(Entries taken from a collection)
.....
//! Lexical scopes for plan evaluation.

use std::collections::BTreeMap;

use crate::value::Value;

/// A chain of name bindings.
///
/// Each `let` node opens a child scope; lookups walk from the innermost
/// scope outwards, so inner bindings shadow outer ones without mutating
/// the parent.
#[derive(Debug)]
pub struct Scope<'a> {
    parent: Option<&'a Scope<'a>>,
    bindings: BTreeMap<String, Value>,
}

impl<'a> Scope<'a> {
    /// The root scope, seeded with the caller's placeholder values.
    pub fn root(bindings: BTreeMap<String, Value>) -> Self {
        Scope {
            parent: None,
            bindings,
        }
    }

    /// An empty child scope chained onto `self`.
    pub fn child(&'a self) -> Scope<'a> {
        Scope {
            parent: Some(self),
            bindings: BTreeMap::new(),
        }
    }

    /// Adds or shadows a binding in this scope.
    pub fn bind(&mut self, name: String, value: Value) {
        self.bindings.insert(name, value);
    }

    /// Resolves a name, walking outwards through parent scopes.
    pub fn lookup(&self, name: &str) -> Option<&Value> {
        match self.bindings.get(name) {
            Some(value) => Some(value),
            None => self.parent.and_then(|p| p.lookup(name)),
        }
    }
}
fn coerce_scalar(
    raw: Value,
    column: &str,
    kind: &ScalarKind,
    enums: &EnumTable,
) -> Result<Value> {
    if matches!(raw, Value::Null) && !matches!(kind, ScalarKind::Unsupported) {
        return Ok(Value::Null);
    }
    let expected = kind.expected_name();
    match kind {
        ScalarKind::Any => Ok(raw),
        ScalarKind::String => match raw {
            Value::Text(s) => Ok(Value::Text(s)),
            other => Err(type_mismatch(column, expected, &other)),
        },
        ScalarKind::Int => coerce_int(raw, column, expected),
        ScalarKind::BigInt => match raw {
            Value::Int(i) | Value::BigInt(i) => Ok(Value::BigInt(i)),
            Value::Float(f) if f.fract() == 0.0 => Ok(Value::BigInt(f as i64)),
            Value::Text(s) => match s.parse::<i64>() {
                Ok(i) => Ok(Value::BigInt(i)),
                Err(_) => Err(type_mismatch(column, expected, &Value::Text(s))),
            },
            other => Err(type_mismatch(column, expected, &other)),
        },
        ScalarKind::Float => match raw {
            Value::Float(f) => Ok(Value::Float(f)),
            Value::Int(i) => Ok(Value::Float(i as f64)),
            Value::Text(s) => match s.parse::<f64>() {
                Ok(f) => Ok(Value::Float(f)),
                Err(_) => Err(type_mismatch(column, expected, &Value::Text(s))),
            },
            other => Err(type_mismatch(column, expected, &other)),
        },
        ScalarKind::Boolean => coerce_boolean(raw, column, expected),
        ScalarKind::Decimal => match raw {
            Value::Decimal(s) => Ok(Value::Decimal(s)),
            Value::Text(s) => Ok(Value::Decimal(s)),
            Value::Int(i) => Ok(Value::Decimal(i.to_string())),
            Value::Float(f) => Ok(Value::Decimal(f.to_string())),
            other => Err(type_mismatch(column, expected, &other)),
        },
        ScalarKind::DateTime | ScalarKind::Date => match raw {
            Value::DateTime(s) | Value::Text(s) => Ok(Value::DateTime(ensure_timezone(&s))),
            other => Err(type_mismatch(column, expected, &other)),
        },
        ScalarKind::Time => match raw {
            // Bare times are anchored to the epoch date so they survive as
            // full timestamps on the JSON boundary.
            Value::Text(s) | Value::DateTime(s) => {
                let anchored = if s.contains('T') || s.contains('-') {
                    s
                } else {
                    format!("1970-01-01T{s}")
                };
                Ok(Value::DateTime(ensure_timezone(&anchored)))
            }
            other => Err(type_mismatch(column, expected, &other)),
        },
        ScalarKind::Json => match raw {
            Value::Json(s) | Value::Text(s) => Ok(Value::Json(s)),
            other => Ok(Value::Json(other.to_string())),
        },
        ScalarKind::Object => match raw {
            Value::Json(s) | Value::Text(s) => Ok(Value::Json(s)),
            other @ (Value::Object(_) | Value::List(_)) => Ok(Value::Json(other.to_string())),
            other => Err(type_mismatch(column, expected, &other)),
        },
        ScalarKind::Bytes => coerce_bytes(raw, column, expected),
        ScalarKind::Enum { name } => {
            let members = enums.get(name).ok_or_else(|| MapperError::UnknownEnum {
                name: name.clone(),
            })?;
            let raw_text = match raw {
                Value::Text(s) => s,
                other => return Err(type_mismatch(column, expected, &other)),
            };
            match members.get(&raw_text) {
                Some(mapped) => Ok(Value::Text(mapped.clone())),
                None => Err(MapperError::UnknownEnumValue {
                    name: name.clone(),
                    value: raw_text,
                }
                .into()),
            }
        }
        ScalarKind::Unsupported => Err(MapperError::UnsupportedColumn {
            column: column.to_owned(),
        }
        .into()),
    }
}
.....
### Exercise directions
Restate the data above word for word. Leave nothing out.

### Task result
//! Lexical scopes for plan evaluation.

use std::collections::BTreeMap;

use crate::value::Value;

/// A chain of name bindings.
///
/// Each `let` node opens a child scope; lookups walk from the innermost
/// scope outwards, so inner bindings shadow outer ones without mutating
/// the parent.
#[derive(Debug)]
pub struct Scope<'a> {
    parent: Option<&'a Scope<'a>>,
    bindings: BTreeMap<String, Value>,
}

impl<'a> Scope<'a> {
    /// The root scope, seeded with the caller's placeholder values.
    pub fn root(bindings: BTreeMap<String, Value>) -> Self {
        Scope {
            parent: None,
            bindings,
        }
    }

    /// An empty child scope chained onto `self`.
    pub fn child(&'a self) -> Scope<'a> {
        Scope {
            parent: Some(self),
            bindings: BTreeMap::new(),
        }
    }

    /// Adds or shadows a binding in this scope.
    pub fn bind(&mut self, name: String, value: Value) {
        self.bindings.insert(name, value);
    }

    /// Resolves a name, walking outwards through parent scopes.
    pub fn lookup(&self, name: &str) -> Option<&Value> {
        match self.bindings.get(name) {
            Some(value) => Some(value),
            None => self.parent.and_then(|p| p.lookup(name)),
        }
    }
}
fn coerce_scalar(
    raw: Value,
    column: &str,
    kind: &ScalarKind,
    enums: &EnumTable,
) -> Result<Value> {
    if matches!(raw, Value::Null) && !matches!(kind, ScalarKind::Unsupported) {
        return Ok(Value::Null);
    }
    let expected = kind.expected_name();
    match kind {
        ScalarKind::Any => Ok(raw),
        ScalarKind::String => match raw {
            Value::Text(s) => Ok(Value::Text(s)),
            other => Err(type_mismatch(column, expected, &other)),
        },
        ScalarKind::Int => coerce_int(raw, column, expected),
        ScalarKind::BigInt => match raw {
            Value::Int(i) | Value::BigInt(i) => Ok(Value::BigInt(i)),
            Value::Float(f) if f.fract() == 0.0 => Ok(Value::BigInt(f as i64)),
            Value::Text(s) => match s.parse::<i64>() {
                Ok(i) => Ok(Value::BigInt(i)),
                Err(_) => Err(type_mismatch(column, expected, &Value::Text(s))),
            },
            other => Err(type_mismatch(column, expected, &other)),
        },
        ScalarKind::Float => match raw {
            Value::Float(f) => Ok(Value::Float(f)),
            Value::Int(i) => Ok(Value::Float(i as f64)),
            Value::Text(s) => match s.parse::<f64>() {
                Ok(f) => Ok(Value::Float(f)),
                Err(_) => Err(type_mismatch(column, expected, &Value::Text(s))),
            },
            other => Err(type_mismatch(column, expected, &other)),
        },
        ScalarKind::Boolean => coerce_boolean(raw, column, expected),
        ScalarKind::Decimal => match raw {
            Value::Decimal(s) => Ok(Value::Decimal(s)),
            Value::Text(s) => Ok(Value::Decimal(s)),
            Value::Int(i) => Ok(Value::Decimal(i.to_string())),
            Value::Float(f) => Ok(Value::Decimal(f.to_string())),
            other => Err(type_mismatch(column, expected, &other)),
        },
        ScalarKind::DateTime | ScalarKind::Date => match raw {
            Value::DateTime(s) | Value::Text(s) => Ok(Value::DateTime(ensure_timezone(&s))),
            other => Err(type_mismatch(column, expected, &other)),
        },
        ScalarKind::Time => match raw {
            // Bare times are anchored to the epoch date so they survive as
            // full timestamps on the JSON boundary.
            Value::Text(s) | Value::DateTime(s) => {
                let anchored = if s.contains('T') || s.contains('-') {
                    s
                } else {
                    format!("1970-01-01T{s}")
                };
                Ok(Value::DateTime(ensure_timezone(&anchored)))
            }
            other => Err(type_mismatch(column, expected, &other)),
        },
        ScalarKind::Json => match raw {
            Value::Json(s) | Value::Text(s) => Ok(Value::Json(s)),
            other => Ok(Value::Json(other.to_string())),
        },
        ScalarKind::Object => match raw {
            Value::Json(s) | Value::Text(s) => Ok(Value::Json(s)),
            other @ (Value::Object(_) | Value::List(_)) => Ok(Value::Json(other.to_string())),
            other => Err(type_mismatch(column, expected, &other)),
        },
        ScalarKind::Bytes => coerce_bytes(raw, column, expected),
        ScalarKind::Enum { name } => {
            let members = enums.get(name).ok_or_else(|| MapperError::UnknownEnum {
                name: name.clone(),
            })?;
            let raw_text = match raw {
                Value::Text(s) => s,
                other => return Err(type_mismatch(column, expected, &other)),
            };
            match members.get(&raw_text) {
                Some(mapped) => Ok(Value::Text(mapped.clone())),
                None => Err(MapperError::UnknownEnumValue {
                    name: name.clone(),
                    value: raw_text,
                }
                .into()),
            }
        }
        ScalarKind::Unsupported => Err(MapperError::UnsupportedColumn {
            column: column.to_owned(),
        }
        .into()),
    }
}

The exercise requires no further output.